Salmonella enterica is one of the most common causes of foodborne illness worldwide (Havelaar et al., 2015). It is transmitted through the consumption of contaminated meat. Riboswitch, a naturally occurring molecule found in certain bacteria, has been shown to disrupt the bacterial genome (Pavlova et al., 2019). This disruption results in bacterial resistance to antibiotics and an inability of cells to metabolize lactose. The Riboswitch works by attaching to the intestinal wall, causing damage to the cells lining the digestive tract (Pavlova et al., 2019). This damage causes leakage of fluid into the intestine, which may result in severe diarrhea and vomiting. The Riboswitch can cause diarrhea and vomiting in humans as well. This disruption can be reversed by administering a riboswitch inhibitor.
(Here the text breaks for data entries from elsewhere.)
//! Serial and TCP links to industrial equipment.
//!
//! commlink turns raw byte streams into terminator-delimited frames and wraps
//! them in endpoints that handle the tedious parts: background receive
//! threads, synchronous request/reply, automatic reconnect with a
//! reachability probe, heartbeats, and a peer registry for servers.
//!
//! # Crate Structure
//!
//! - [`transport`]: byte streams over TCP sockets and serial lines
//! - [`frame`]: terminator-byte framing
//! - [`endpoint`]: serial, TCP client and TCP server endpoints

/// Re-export transport types.
pub mod transport {
    pub use commlink_transport::*;
}

/// Re-export frame types.
pub mod frame {
    pub use commlink_frame::*;
}

/// Re-export endpoint types.
pub mod endpoint {
    pub use commlink_endpoint::*;
}
use std::sync::Arc;

use actix_web::body::MessageBody;
use actix_web::dev::{Service, ServiceResponse};
use actix_web::http::StatusCode;
use actix_web::{test, web, App};
use jsonwebtoken::{encode, EncodingKey, Header};
use serde_json::{json, Value};

use polymart::middleware::{StaffClaims, ADMIN_ROLE};
use polymart::models::Product;
use polymart::payment::FakeGateway;
use polymart::placement::PlacementPolicy;
use polymart::store::memory::{MemoryCatalog, MemoryOrders};
use polymart::{routes, AppState};

const SECRET: &str = "integration-secret";
const CHIPS: &str = "65f1c0ffee0000000000000a";
const GRANULES: &str = "65f1c0ffee0000000000000b";

fn product(id: &str, name: &str, price: f64, stock: u32) -> Product {
    Product {
        id: id.to_string(),
        name: name.to_string(),
        price,
        description: Some("Recycled plastic".to_string()),
        category: "Plastic".to_string(),
        seller: "Polymart".to_string(),
        stock,
        images: Vec::new(),
        ratings: 4.5,
        num_of_reviews: 2,
    }
}

struct Backend {
    catalog: Arc<MemoryCatalog>,
    orders: Arc<MemoryOrders>,
    gateway: Arc<FakeGateway>,
    require_payment: bool,
}

impl Backend {
    fn new(require_payment: bool) -> Self {
        Backend {
            catalog: Arc::new(MemoryCatalog::new(vec![
                product(CHIPS, "PET chips", 1000.0, 5),
                product(GRANULES, "HDPE granules", 400.0, 50),
            ])),
            orders: Arc::new(MemoryOrders::new()),
            gateway: Arc::new(FakeGateway::new()),
            require_payment,
        }
    }

    fn state(&self) -> web::Data<AppState> {
        web::Data::new(AppState {
            catalog: self.catalog.clone(),
            orders: self.orders.clone(),
            payments: self.gateway.clone(),
            policy: PlacementPolicy {
                require_payment: self.require_payment,
                ..PlacementPolicy::default()
            },
        })
    }
}

macro_rules! app {
    ($backend:expr) => {
        test::init_service(
            App::new()
                .app_data($backend.state())
                .configure(|cfg| routes(cfg, SECRET)),
        )
        .await
    };
}

async fn json_of<B: MessageBody>(resp: ServiceResponse<B>) -> Value {
    let bytes = test::read_body(resp).await;
    serde_json::from_slice(&bytes).unwrap()
}

fn order_body(product_id: &str, quantity: u32, intent: Option<&str>) -> Value {
    let subtotal = if product_id == CHIPS { 1000.0 } else { 400.0 } * f64::from(quantity);
    let shipping = if subtotal > 2500.0 { 0.0 } else { 250.0 };
    let tax = subtotal * 0.05;
    let mut body = json!({
        "cartItems": [{ "productId": product_id, "quantity": quantity }],
        "formData": {
            "fullName": "Nimal Perera",
            "email": "nimal@example.com",
            "phone": "0771234567",
            "address": "12 Galle Road",
            "city": "Colombo"
        },
        "subtotal": subtotal,
        "shipping": shipping,
        "tax": tax,
        "total": subtotal + shipping + tax
    });
    if let Some(intent) = intent {
        body["paymentIntentId"] = json!(intent);
    }
    body
}

fn staff_token(role: &str) -> String {
    let claims = StaffClaims {
        sub: "staff-7".to_string(),
        role: role.to_string(),
        exp: (chrono::Utc::now() + chrono::Duration::hours(1)).timestamp() as usize,
    };
    encode(&Header::default(), &claims, &EncodingKey::from_secret(SECRET.as_bytes())).unwrap()
}

#[actix_web::test]
async fn products_can_be_searched_by_keyword() {
    let backend = Backend::new(false);
    let app = app!(backend);

    let req = test::TestRequest::get().uri("/api/v1/products?keyword=pet").to_request();
    let body = json_of(test::call_service(&app, req).await).await;
    assert_eq!(body["success"], true);
    assert_eq!(body["products"].as_array().unwrap().len(), 1);
    assert_eq!(body["products"][0]["_id"], CHIPS);
    assert_eq!(body["products"][0]["stock"], 5);

    let req = test::TestRequest::get().uri("/api/v1/products").to_request();
    let body = json_of(test::call_service(&app, req).await).await;
    assert_eq!(body["products"].as_array().unwrap().len(), 2);
}

#[actix_web::test]
async fn unknown_product_is_not_found() {
    let backend = Backend::new(false);
    let app = app!(backend);

    let req = test::TestRequest::get()
        .uri("/api/v1/product/65f1c0ffee00000000000999")
        .to_request();
    let resp = test::call_service(&app, req).await;
    assert_eq!(resp.status(), StatusCode::NOT_FOUND);
    let body = json_of(resp).await;
    assert_eq!(body["success"], false);
    assert_eq!(body["error"], "Unable to get product with that id");
}

#[actix_web::test]
async fn paid_order_is_placed_and_stock_taken() {
    let backend = Backend::new(true);
    let app = app!(backend);

    let req = test::TestRequest::post()
        .uri("/api/v1/payment")
        .set_json(json!({ "amount": 315000 }))
        .to_request();
    let resp = test::call_service(&app, req).await;
    assert_eq!(resp.status(), StatusCode::OK);
    let payment = json_of(resp).await;
    assert_eq!(payment["success"], true);
    let intent = payment["paymentIntentId"].as_str().unwrap().to_string();
    let secret = payment["clientSecret"].as_str().unwrap();
    backend.gateway.confirm(secret).await.unwrap();

    let req = test::TestRequest::post()
        .uri("/api/v1/order")
        .set_json(order_body(CHIPS, 3, Some(&intent)))
        .to_request();
    let resp = test::call_service(&app, req).await;
    assert_eq!(resp.status(), StatusCode::CREATED);
    let body = json_of(resp).await;
    assert_eq!(body["success"], true);
    assert_eq!(body["message"], "Order placed successfully. Stock updated.");
    assert_eq!(body["order"]["total"], 3150.0);
    assert_eq!(body["order"]["status"], "Processing");
    assert_eq!(body["order"]["items"][0]["qty"], 3);
    assert_eq!(body["order"]["payment"]["intentId"], intent.as_str());
    assert_eq!(backend.catalog.stock_of(CHIPS).await, Some(2));

    // The same payment cannot pay for a second order.
    let req = test::TestRequest::post()
        .uri("/api/v1/order")
        .set_json(order_body(CHIPS, 2, Some(&intent)))
        .to_request();
    let resp = test::call_service(&app, req).await;
    assert_eq!(resp.status(), StatusCode::PAYMENT_REQUIRED);
    assert_eq!(backend.catalog.stock_of(CHIPS).await, Some(2));
}

#[actix_web::test]
async fn unpaid_order_is_refused_when_payment_required() {
    let backend = Backend::new(true);
    let app = app!(backend);

    let req = test::TestRequest::post()
        .uri("/api/v1/order")
        .set_json(order_body(CHIPS, 1, None))
        .to_request();
    let resp = test::call_service(&app, req).await;
    assert_eq!(resp.status(), StatusCode::BAD_REQUEST);
    assert!(backend.orders.is_empty().await);
    assert_eq!(backend.catalog.stock_of(CHIPS).await, Some(5));
}

#[actix_web::test]
async fn stock_conflict_reports_every_issue() {
    let backend = Backend::new(false);
    let app = app!(backend);

    let mut body = order_body(CHIPS, 6, None);
    body["cartItems"] = json!([
        { "productId": CHIPS, "quantity": 6 },
        { "product": { "_id": "65f1c0ffee00000000000999" }, "qty": 1 }
    ]);
    let req = test::TestRequest::post().uri("/api/v1/order").set_json(body).to_request();
    let resp = test::call_service(&app, req).await;
    assert_eq!(resp.status(), StatusCode::BAD_REQUEST);

    let body = json_of(resp).await;
    assert_eq!(body["success"], false);
    assert_eq!(body["error"], "Stock issues found");
    let issues = body["stockIssues"].as_array().unwrap();
    assert_eq!(issues.len(), 2);
    assert_eq!(issues[0]["productId"], CHIPS);
    assert_eq!(issues[0]["available"], 5);
    assert_eq!(issues[0]["requested"], 6);
    assert_eq!(issues[1]["error"], "Product not found");
    assert_eq!(backend.catalog.stock_of(CHIPS).await, Some(5));
}

#[actix_web::test]
async fn malformed_body_gets_error_envelope() {
    let backend = Backend::new(false);
    let app = app!(backend);

    let req = test::TestRequest::post()
        .uri("/api/v1/order")
        .insert_header(("Content-Type", "application/json"))
        .set_payload("{\"cartItems\": [")
        .to_request();
    let resp = test::call_service(&app, req).await;
    assert_eq!(resp.status(), StatusCode::BAD_REQUEST);
    assert_eq!(json_of(resp).await["success"], false);
}

#[actix_web::test]
async fn order_list_is_paged_and_clamped() {
    let backend = Backend::new(false);
    let app = app!(backend);

    for _ in 0..3 {
        let req = test::TestRequest::post()
            .uri("/api/v1/order")
            .set_json(order_body(GRANULES, 1, None))
            .to_request();
        assert_eq!(test::call_service(&app, req).await.status(), StatusCode::CREATED);
    }

    let req = test::TestRequest::get().uri("/api/v1/order?page=2&limit=2").to_request();
    let body = json_of(test::call_service(&app, req).await).await;
    assert_eq!(body["success"], true);
    assert_eq!(body["data"].as_array().unwrap().len(), 1);
    assert_eq!(
        body["pagination"],
        json!({ "totalPages": 2, "currentPage": 2, "totalOrders": 3, "limit": 2 })
    );

    let req = test::TestRequest::get().uri("/api/v1/order?page=0&limit=500").to_request();
    let body = json_of(test::call_service(&app, req).await).await;
    assert_eq!(body["pagination"]["currentPage"], 1);
    assert_eq!(body["pagination"]["limit"], 100);
    assert_eq!(body["data"].as_array().unwrap().len(), 3);

    let req = test::TestRequest::get()
        .uri("/api/v1/order?customerEmail=someone-else@example.com")
        .to_request();
    let body = json_of(test::call_service(&app, req).await).await;
    assert_eq!(body["pagination"]["totalOrders"], 0);

    let req = test::TestRequest::get().uri("/api/v1/order?status=Lost").to_request();
    assert_eq!(test::call_service(&app, req).await.status(), StatusCode::BAD_REQUEST);
}

#[actix_web::test]
async fn out_of_range_page_is_a_bad_request() {
    let backend = Backend::new(false);
    let app = app!(backend);

    let req = test::TestRequest::get()
        .uri("/api/v1/order?page=9223372036854775807&limit=100")
        .to_request();
    let resp = test::call_service(&app, req).await;
    assert_eq!(resp.status(), StatusCode::BAD_REQUEST);
    let body = json_of(resp).await;
    assert_eq!(body["success"], false);

    let req = test::TestRequest::get()
        .uri("/api/v1/order?page=9223372036854775807&limit=1")
        .to_request();
    let body = json_of(test::call_service(&app, req).await).await;
    assert_eq!(body["success"], true);
    assert!(body["data"].as_array().unwrap().is_empty());
}

#[actix_web::test]
async fn cancel_restocks_and_cannot_repeat() {
    let backend = Backend::new(false);
    let app = app!(backend);

    let req = test::TestRequest::post()
        .uri("/api/v1/order")
        .set_json(order_body(CHIPS, 2, None))
        .to_request();
    let body = json_of(test::call_service(&app, req).await).await;
    let id = body["order"]["_id"].as_str().unwrap().to_string();
    assert_eq!(backend.catalog.stock_of(CHIPS).await, Some(3));

    let req = test::TestRequest::delete().uri(&format!("/api/v1/order/{id}")).to_request();
    let resp = test::call_service(&app, req).await;
    assert_eq!(resp.status(), StatusCode::OK);
    let body = json_of(resp).await;
    assert_eq!(body["order"]["status"], "Cancelled");
    assert_eq!(backend.catalog.stock_of(CHIPS).await, Some(5));

    let req = test::TestRequest::get().uri("/api/v1/order").to_request();
    let body = json_of(test::call_service(&app, req).await).await;
    assert_eq!(body["pagination"]["totalOrders"], 0);

    let req = test::TestRequest::delete().uri(&format!("/api/v1/order/{id}")).to_request();
    assert_eq!(test::call_service(&app, req).await.status(), StatusCode::NOT_FOUND);
    assert_eq!(backend.catalog.stock_of(CHIPS).await, Some(5));
}

#[actix_web::test]
async fn payment_endpoint_validates_and_reports_processor_errors() {
    let backend = Backend::new(true);
    let app = app!(backend);

    let req = test::TestRequest::post()
        .uri("/api/v1/payment")
        .set_json(json!({ "amount": 0 }))
        .to_request();
    assert_eq!(test::call_service(&app, req).await.status(), StatusCode::BAD_REQUEST);

    backend.gateway.fail_with("Amount must convert to at least 50 cents").await;
    let req = test::TestRequest::post()
        .uri("/api/v1/payment")
        .set_json(json!({ "amount": 10, "currency": "usd" }))
        .to_request();
    let resp = test::call_service(&app, req).await;
    assert_eq!(resp.status(), StatusCode::INTERNAL_SERVER_ERROR);
    let body = json_of(resp).await;
    assert_eq!(body["success"], false);
    assert_eq!(body["message"], "Amount must convert to at least 50 cents");
}

#[actix_web::test]
async fn status_updates_need_an_admin_token() {
    let backend = Backend::new(false);
    let app = app!(backend);

    let req = test::TestRequest::post()
        .uri("/api/v1/order")
        .set_json(order_body(GRANULES, 1, None))
        .to_request();
    let body = json_of(test::call_service(&app, req).await).await;
    let id = body["order"]["_id"].as_str().unwrap().to_string();
    let uri = format!("/api/v1/order/{id}/status");

    let req = test::TestRequest::patch()
        .uri(&uri)
        .set_json(json!({ "status": "Shipped" }))
        .to_request();
    let status = match app.call(req).await {
        Ok(resp) => resp.status(),
        Err(err) => err.as_response_error().status_code(),
    };
    assert_eq!(status, StatusCode::UNAUTHORIZED);

    let req = test::TestRequest::patch()
        .uri(&uri)
        .insert_header(("Authorization", format!("Bearer {}", staff_token(ADMIN_ROLE))))
        .set_json(json!({ "status": "Shipped" }))
        .to_request();
    let resp = test::call_service(&app, req).await;
    assert_eq!(resp.status(), StatusCode::OK);
    assert_eq!(json_of(resp).await["order"]["status"], "Shipped");

    // Shipped orders are past cancelling.
    let req = test::TestRequest::delete().uri(&format!("/api/v1/order/{id}")).to_request();
    assert_eq!(test::call_service(&app, req).await.status(), StatusCode::CONFLICT);
}
//! Order placement.
//!
//! A submitted cart goes through four gates before an order exists:
//!
//! 1. request validation (non-empty cart, positive quantities, contact
//!    fields, sane money fields),
//! 2. a read-only stock check against a single batch read of the catalog,
//!    which reports every offending line at once,
//! 3. payment verification against the processor, when a payment intent is
//!    referenced or required,
//! 4. stock reservation, one compare-and-decrement per line.
//!
//! Nothing is written until gate 4. If any reservation loses a race, the
//! reservations already taken are released and the order is rejected with
//! the lines that lost. If the order insert fails afterwards, every
//! reservation is released again.

use std::collections::HashMap;

use chrono::Utc;
use log::{error, info, warn};
use uuid::Uuid;

use crate::error::{AppError, StoreError};
use crate::models::{
    to_bson_datetime, CartLine, Order, OrderItem, OrderStatus, PaymentRef, PlaceOrderRequest, Product, StockIssue,
};
use crate::payment::PaymentGateway;
use crate::pricing::{to_minor_units, Pricing, Quote};
use crate::store::{CatalogStore, OrderStore};

#[derive(Debug, Clone)]
pub struct PlacementPolicy {
    /// Refuse orders that do not reference a payment intent.
    pub require_payment: bool,
    pub currency: String,
    pub pricing: Pricing,
}

impl Default for PlacementPolicy {
    fn default() -> Self {
        PlacementPolicy {
            require_payment: true,
            currency: "lkr".to_string(),
            pricing: Pricing::default(),
        }
    }
}

pub struct OrderPlacement<'a> {
    catalog: &'a dyn CatalogStore,
    orders: &'a dyn OrderStore,
    payments: &'a dyn PaymentGateway,
    policy: &'a PlacementPolicy,
}

impl<'a> OrderPlacement<'a> {
    pub fn new(
        catalog: &'a dyn CatalogStore,
        orders: &'a dyn OrderStore,
        payments: &'a dyn PaymentGateway,
        policy: &'a PlacementPolicy,
    ) -> Self {
        OrderPlacement {
            catalog,
            orders,
            payments,
            policy,
        }
    }

    pub async fn place(&self, request: PlaceOrderRequest) -> Result<Order, AppError> {
        validate(&request)?;

        let ids: Vec<String> = request.cart_items.iter().map(|l| l.product_id.clone()).collect();
        let products = self.catalog.find_many(&ids).await?;
        let items = classify(&request.cart_items, &products).map_err(|issues| {
            warn!("Order rejected with {} stock issue(s)", issues.len());
            AppError::StockConflict(issues)
        })?;

        let quote = self
            .policy
            .pricing
            .quote_lines(items.iter().map(|item| (item.price, item.qty)));
        let supplied = Quote {
            subtotal: request.subtotal,
            shipping: request.shipping,
            tax: request.tax,
            total: request.total,
        };
        if !quote.agrees_with(&supplied) {
            warn!(
                "Supplied totals {:?} differ from catalog quote {:?}; storing supplied totals",
                supplied, quote
            );
        }

        let payment = self.verify_payment(&request).await?;

        self.reserve(&items).await?;

        let order = Order {
            id: Uuid::new_v4().to_string(),
            items,
            customer_info: request.form_data.into_customer_info(),
            payment,
            subtotal: request.subtotal,
            shipping: request.shipping,
            tax: request.tax,
            total: request.total,
            status: OrderStatus::Processing,
            created_at: to_bson_datetime(Utc::now()),
            cancelled_at: None,
        };

        let reserved = order.items.clone();
        match self.orders.create(order).await {
            Ok(order) => {
                info!("Order {} placed with {} line(s), total {}", order.id, order.items.len(), order.total);
                Ok(order)
            }
            Err(StoreError::Duplicate(detail)) => {
                warn!("Payment already recorded by a concurrent order ({}), releasing reserved stock", detail);
                self.release(&reserved).await;
                Err(AppError::Payment("Payment has already been used for another order".to_string()))
            }
            Err(e) => {
                error!("Order insert failed, releasing reserved stock: {}", e);
                self.release(&reserved).await;
                Err(e.into())
            }
        }
    }

    async fn verify_payment(&self, request: &PlaceOrderRequest) -> Result<Option<PaymentRef>, AppError> {
        let intent_id = match request.payment_intent_id.as_deref().map(str::trim) {
            Some(id) if !id.is_empty() => id,
            _ if self.policy.require_payment => {
                return Err(AppError::Validation("Missing required field paymentIntentId".to_string()));
            }
            _ => return Ok(None),
        };

        if self.orders.find_by_payment_intent(intent_id).await?.is_some() {
            return Err(AppError::Payment(format!("Payment {intent_id} already used for another order")));
        }

        let intent = self.payments.retrieve(intent_id).await.map_err(|e| {
            warn!("Payment lookup for {} failed: {}", intent_id, e);
            AppError::Payment(format!("Payment {intent_id} could not be verified"))
        })?;
        if !intent.succeeded() {
            return Err(AppError::Payment(format!(
                "Payment {intent_id} has not succeeded (status {})",
                intent.status
            )));
        }
        let expected = to_minor_units(request.total);
        if intent.amount != expected || !intent.currency.eq_ignore_ascii_case(&self.policy.currency) {
            return Err(AppError::Payment(format!(
                "Payment {intent_id} covers {} {}, order needs {} {}",
                intent.amount, intent.currency, expected, self.policy.currency
            )));
        }

        Ok(Some(PaymentRef {
            intent_id: intent.id,
            status: intent.status,
        }))
    }

    /// Reserves every line or none.
    async fn reserve(&self, items: &[OrderItem]) -> Result<(), AppError> {
        let mut reserved: Vec<OrderItem> = Vec::with_capacity(items.len());
        let mut lost: Vec<OrderItem> = Vec::new();
        let mut failure = None;

        for item in items {
            match self.catalog.reserve_stock(&item.product, item.qty).await {
                Ok(true) => reserved.push(item.clone()),
                Ok(false) => lost.push(item.clone()),
                Err(e) => {
                    failure = Some(e);
                    break;
                }
            }
        }

        if lost.is_empty() && failure.is_none() {
            return Ok(());
        }

        self.release(&reserved).await;

        if let Some(e) = failure {
            return Err(e.into());
        }

        let mut issues = Vec::with_capacity(lost.len());
        for item in &lost {
            let issue = match self.catalog.find_by_id(&item.product).await? {
                Some(product) => StockIssue::insufficient(&product, product.stock, item.qty),
                None => StockIssue::not_found(item.product.clone()),
            };
            issues.push(issue);
        }
        warn!("Stock changed during placement, {} line(s) lost the race", issues.len());
        Err(AppError::StockConflict(issues))
    }

    async fn release(&self, items: &[OrderItem]) {
        for item in items {
            if let Err(e) = self.catalog.release_stock(&item.product, item.qty).await {
                error!("Failed to release {} unit(s) of {}: {}", item.qty, item.product, e);
            }
        }
    }
}

fn validate(request: &PlaceOrderRequest) -> Result<(), AppError> {
    if request.cart_items.is_empty() {
        return Err(AppError::Validation("Cart items must be a non-empty array".to_string()));
    }
    if let Some(line) = request
        .cart_items
        .iter()
        .find(|l| l.quantity == 0 || l.product_id.trim().is_empty())
    {
        return Err(AppError::Validation(format!(
            "Invalid cart line for product {:?}: quantity must be at least 1",
            line.product_id
        )));
    }
    if let Some(field) = request.form_data.missing_field() {
        return Err(AppError::Validation(format!(
            "Missing required fields (fullName, email, phone): {field}"
        )));
    }
    let money = [request.subtotal, request.shipping, request.tax, request.total];
    if money.iter().any(|v| !v.is_finite() || *v < 0.0) {
        return Err(AppError::Validation(
            "subtotal, shipping, tax and total must be non-negative numbers".to_string(),
        ));
    }
    Ok(())
}

/// Splits cart lines into frozen order items, or every stock issue found.
/// Lines naming the same product draw on one shared stock count.
pub fn classify(lines: &[CartLine], products: &[Product]) -> Result<Vec<OrderItem>, Vec<StockIssue>> {
    let by_id: HashMap<&str, &Product> = products.iter().map(|p| (p.id.as_str(), p)).collect();
    let mut remaining: HashMap<&str, u32> = products.iter().map(|p| (p.id.as_str(), p.stock)).collect();
    let mut items = Vec::with_capacity(lines.len());
    let mut issues = Vec::new();

    for line in lines {
        let Some(product) = by_id.get(line.product_id.as_str()) else {
            issues.push(StockIssue::not_found(line.product_id.clone()));
            continue;
        };
        let left = remaining.entry(product.id.as_str()).or_insert(product.stock);
        if line.quantity > *left {
            issues.push(StockIssue::insufficient(product, *left, line.quantity));
            continue;
        }
        *left -= line.quantity;
        items.push(OrderItem {
            product: product.id.clone(),
            name: product.name.clone(),
            qty: line.quantity,
            price: product.price,
            image: product.first_image().to_string(),
        });
    }

    if issues.is_empty() {
        Ok(items)
    } else {
        Err(issues)
    }
}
Messenger RNA has two different functions, sensing and decision making, these functions are referred to as riboswitches (Campbell et al., 2018). Riboswitches can have a positive impact on certain bacteria that can be harmful to humans. According to an article written by Marion Kirchner and Sabine Schneider, an inverse reporter gene has been established in Bacillus subtili that was used to “investigate the activity of five potential purine riboswitches from Bacillus anthracis in response to different purines and pyrimidines” (Kirchner & Schneider, 2017). Potential riboswitches could act as an inhibitor, ultimately resulting in death of the pathogen or bacteria if the riboswitch controls a vital process (Kirchner & Schneider, 2017).